Arrays¶
Displaying¶
Any array, be it a NumPy array, Pandas object, or even a regular list, can be displayed as a table with ptable, regardless of its size. When the function is called in a IPython environment such as Jupyter Lab, the table will become interactive.
Print out an array in various ways
vbt.ptable(df) # (1)!
vbt.ptable(df, ipython=False) # (2)!
vbt.ptable(df, ipython=False, tabulate=False) # (3)!
- Choose an appropriate table format based on the current environment
- Print out the table as a string formatted by
tabulate - Print out the table as a string formatted by Pandas
Wrapper¶
A wrapper can be extracted from any array-like object with ArrayWrapper.from_obj.
Extract the wrapper from various objects
wrapper = data.symbol_wrapper # (1)!
wrapper = pf.wrapper # (2)!
wrapper = df.vbt.wrapper # (3)!
wrapper = vbt.ArrayWrapper.from_obj(sr) # (4)!
data.wrapperwould return an OHLC wrapper- Most VBT objects have an attribute
wrapper - Wrapper of a Pandas Series and DataFrames can be extracted through an accessor
- Let VBT extract the wrapper
+
An empty Pandas array can be created with ArrayWrapper.fill.
Create an empty array with the same shape, index, and columns as in another array
new_float_df = wrapper.fill(np.nan) # (1)!
new_bool_df = wrapper.fill(False) # (2)!
new_int_df = wrapper.fill(-1) # (3)!
- Create a floating array
- Create a boolean array
- Create an integer/a categorical array
+
A NumPy array can be wrapped with a Pandas Series or DataFrame with ArrayWrapper.wrap.
Product¶
Product of multiple DataFrames can be achieved with the accessor method BaseAccessor.x.

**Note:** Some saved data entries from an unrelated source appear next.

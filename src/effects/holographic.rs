//! Holographic style: white text mask filled by a slowly scrolling still
//! image, with a black outline. Pure function of the timestamp; the only
//! state carried across frames is the decoded image and the wrap cache.

use anyhow::{anyhow, Context, Result};

use crate::fonts::TextPainter;
use crate::layout::WrapCache;
use crate::raster::{Composite, CoverageMask, Surface};
use crate::schema::RenderConfig;
use crate::subtitles::Subtitle;

use super::{block_position, stamp_block, OUTLINE_RADIUS};

/// Full up-then-down scroll takes `2 * SCROLL_PERIOD` seconds.
const SCROLL_PERIOD: f64 = 100.0;
/// The scroll strip is this many canvas heights tall.
const SCROLL_SPAN: f32 = 5.0;

pub struct HolographicEffect {
    image: Vec<u8>,
    image_width: u32,
    image_height: u32,
    wrap: WrapCache,
    mask: CoverageMask,
}

impl HolographicEffect {
    pub fn new(config: &RenderConfig) -> Result<Self> {
        let path = config
            .style_image
            .as_deref()
            .ok_or_else(|| anyhow!("holographic style requires a style image"))?;
        let decoded = image::open(path)
            .with_context(|| format!("failed to decode style image {}", path.display()))?
            .into_rgba8();
        let (image_width, image_height) = decoded.dimensions();

        Ok(Self {
            image: decoded.into_raw(),
            image_width,
            image_height,
            wrap: WrapCache::default(),
            mask: CoverageMask::new(config.width, config.height),
        })
    }

    pub fn render(
        &mut self,
        surface: &mut Surface,
        painter: &mut TextPainter,
        config: &RenderConfig,
        subtitle: &Subtitle,
        timestamp: f64,
    ) -> Result<()> {
        let lines = self
            .wrap
            .lines(painter, &subtitle.text, config.font_size, config.width)
            .to_vec();
        if lines.is_empty() {
            return Ok(());
        }
        let position = block_position(config, lines.len());

        self.mask.clear();
        stamp_block(
            painter,
            &mut self.mask,
            &lines,
            config.font_size,
            config.width,
            position,
        );
        surface.blend_mask(&self.mask, [255, 255, 255, 255], 1.0, Composite::SourceOver);

        // Triangular ping-pong scroll through a strip several screens tall.
        let progress = (timestamp % (SCROLL_PERIOD * 2.0)) / SCROLL_PERIOD;
        let y_dir = (if progress <= 1.0 { progress } else { 2.0 - progress }) as f32;

        let canvas_width = config.width as f32;
        let canvas_height = config.height as f32;
        let strip_height = canvas_height * SCROLL_SPAN;
        let scroll_y = y_dir * (strip_height - canvas_height);

        let aspect = self.image_width as f32 / self.image_height as f32;
        let draw_height = strip_height;
        let draw_width = draw_height * aspect;
        let draw_x = (canvas_width - draw_width) / 2.0;
        let draw_y = -scroll_y;

        let scale_x = draw_width / self.image_width as f32;
        let scale_y = draw_height / self.image_height as f32;
        surface.composite_image(
            &self.image,
            self.image_width,
            self.image_height,
            -draw_x / scale_x,
            -draw_y / scale_y,
            canvas_width / scale_x,
            canvas_height / scale_y,
            Composite::SourceIn,
        );

        let outline = self.mask.stroke_ring(OUTLINE_RADIUS);
        surface.blend_mask(&outline, [0, 0, 0, 255], 1.0, Composite::SourceOver);
        Ok(())
    }

    pub fn reset_text_cache(&mut self) {
        self.wrap.clear();
    }
}
//! Text layout: paragraph-aware greedy word wrap plus the vertical placement
//! formula shared by every caption style.
//!
//! Placement must be bit-for-bit reproducible between stamping and detection
//! (the LED style scans pixels at the same coordinates it later draws at),
//! so both live here as pure functions.

/// Horizontal padding reserved on each side of the canvas.
pub const SIDE_PADDING: f32 = 50.0;
/// Extra slack subtracted from the wrap width on top of the padding.
pub const WRAP_SLACK: f32 = 40.0;

/// Measurement seam so the wrap algorithm stays pure and testable; the
/// production implementation is `fonts::TextPainter`.
pub trait TextMeasure {
    fn text_width(&self, text: &str, font_size: f32) -> f32;
}

pub fn max_text_width(canvas_width: u32) -> f32 {
    canvas_width as f32 - SIDE_PADDING * 2.0 - WRAP_SLACK
}

/// Splits on explicit line breaks first (intentional breaks survive), then
/// greedily packs words left to right. A single word wider than `max_width`
/// is kept on its own line rather than split. Blank paragraphs are dropped.
pub fn wrap_text(
    measure: &dyn TextMeasure,
    text: &str,
    max_width: f32,
    font_size: f32,
) -> Vec<String> {
    let mut lines = Vec::new();

    for paragraph in text.split('\n') {
        if paragraph.trim().is_empty() {
            continue;
        }

        let mut current = String::new();
        for word in paragraph.split_whitespace() {
            let candidate = if current.is_empty() {
                word.to_owned()
            } else {
                format!("{current} {word}")
            };

            if measure.text_width(&candidate, font_size) > max_width && !current.is_empty() {
                lines.push(std::mem::replace(&mut current, word.to_owned()));
            } else {
                current = candidate;
            }
        }

        if !current.is_empty() {
            lines.push(current);
        }
    }

    lines
}

#[derive(Debug, Clone, Copy, PartialEq)]
pub struct TextPosition {
    /// Baseline of the first wrapped line.
    pub start_y: f32,
    pub line_height: f32,
}

/// Vertical placement of the wrapped block. `text_height_percent` is
/// inverted: 100 anchors near the top of the canvas, 0 near the bottom.
pub fn text_position(
    canvas_height: u32,
    line_count: usize,
    font_size: f32,
    text_height_percent: f32,
) -> TextPosition {
    let line_height = font_size * 1.2;
    let total_text_height = line_count as f32 * line_height;
    let vertical_range = canvas_height as f32 - total_text_height - font_size * 0.8;
    let inverted_percent = 100.0 - text_height_percent;
    let start_y = vertical_range * inverted_percent / 100.0 + font_size * 1.6;

    TextPosition {
        start_y,
        line_height,
    }
}

/// Wrap results cached per (text, font size, canvas width); recomputing the
/// wrap every frame is wasted measurement work for a static subtitle.
#[derive(Debug, Default)]
pub struct WrapCache {
    key: Option<(String, u32, u32)>,
    lines: Vec<String>,
}

impl WrapCache {
    pub fn lines(
        &mut self,
        measure: &dyn TextMeasure,
        text: &str,
        font_size: f32,
        canvas_width: u32,
    ) -> &[String] {
        let key = (text.to_owned(), font_size.to_bits(), canvas_width);
        if self.key.as_ref() != Some(&key) {
            self.lines = wrap_text(measure, text, max_text_width(canvas_width), font_size);
            self.key = Some(key);
        }
        &self.lines
    }

    pub fn clear(&mut self) {
        self.key = None;
        self.lines.clear();
    }
}

#[cfg(test)]
mod tests {
    use super::*;

    /// Ten pixels per character, like a fixed-pitch font.
    struct FixedMeasure;

    impl TextMeasure for FixedMeasure {
        fn text_width(&self, text: &str, _font_size: f32) -> f32 {
            text.chars().count() as f32 * 10.0
        }
    }

    #[test]
    fn wrapped_lines_stay_within_max_width() {
        let text = "the quick brown fox jumps over the lazy dog";
        let max_width = 120.0;
        let lines = wrap_text(&FixedMeasure, text, max_width, 20.0);

        assert!(lines.len() > 1);
        for line in &lines {
            assert!(
                FixedMeasure.text_width(line, 20.0) <= max_width,
                "line '{line}' exceeds max width"
            );
        }
        assert_eq!(lines.join(" "), text);
    }

    #[test]
    fn overlong_single_word_keeps_its_own_line() {
        let lines = wrap_text(&FixedMeasure, "hi incomprehensibilities no", 100.0, 20.0);
        assert_eq!(lines, vec!["hi", "incomprehensibilities", "no"]);
    }

    #[test]
    fn explicit_breaks_are_preserved_and_blank_paragraphs_dropped() {
        let lines = wrap_text(&FixedMeasure, "one\n\n  \ntwo three", 1000.0, 20.0);
        assert_eq!(lines, vec!["one", "two three"]);
    }

    #[test]
    fn empty_text_yields_no_lines() {
        assert!(wrap_text(&FixedMeasure, "", 100.0, 20.0).is_empty());
        assert!(wrap_text(&FixedMeasure, "   \n  ", 100.0, 20.0).is_empty());
    }

    #[test]
    fn position_matches_reference_formula() {
        let position = text_position(1000, 2, 50.0, 50.0);
        assert_eq!(position.line_height, 60.0);
        // range = 1000 - 120 - 40 = 840; start_y = 840 * 0.5 + 80 = 500
        assert!((position.start_y - 500.0).abs() < 1e-4);
    }

    #[test]
    fn higher_percent_moves_block_upward() {
        let mut previous = f32::INFINITY;
        for percent in [0.0_f32, 25.0, 50.0, 75.0, 100.0] {
            let position = text_position(720, 3, 48.0, percent);
            assert!(
                position.start_y <= previous,
                "start_y should not move down as percent rises"
            );
            previous = position.start_y;
        }
    }

    #[test]
    fn wrap_cache_recomputes_only_on_key_change() {
        let mut cache = WrapCache::default();
        let first = cache.lines(&FixedMeasure, "a b c", 20.0, 200).to_vec();
        let second = cache.lines(&FixedMeasure, "a b c", 20.0, 200).to_vec();
        assert_eq!(first, second);

        let changed = cache.lines(&FixedMeasure, "d e f", 20.0, 200).to_vec();
        assert_ne!(first, changed);
    }
}
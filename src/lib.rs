//! Burns animated caption overlays onto video. Frames are rasterized on the
//! CPU, one per timestamp, and piped as raw RGBA into an ffmpeg overlay
//! encode of the source video.

pub mod driver;
pub mod effects;
pub mod encoding;
pub mod fonts;
pub mod layout;
pub mod raster;
pub mod schema;
pub mod subtitles;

It can be called both as an instance and a class method.
Cross-join columns of multiple DataFrames
new_df1, new_df2 = df1.vbt.x(df2) # (1)!
new_df1, new_df2, new_df3 = df1.vbt.x(df2, df3) # (2)!
new_dfs = vbt.pd_acc.x(*dfs) # (3)!
- Two DataFrames
- Three DataFrames
- Variable number of DataFrames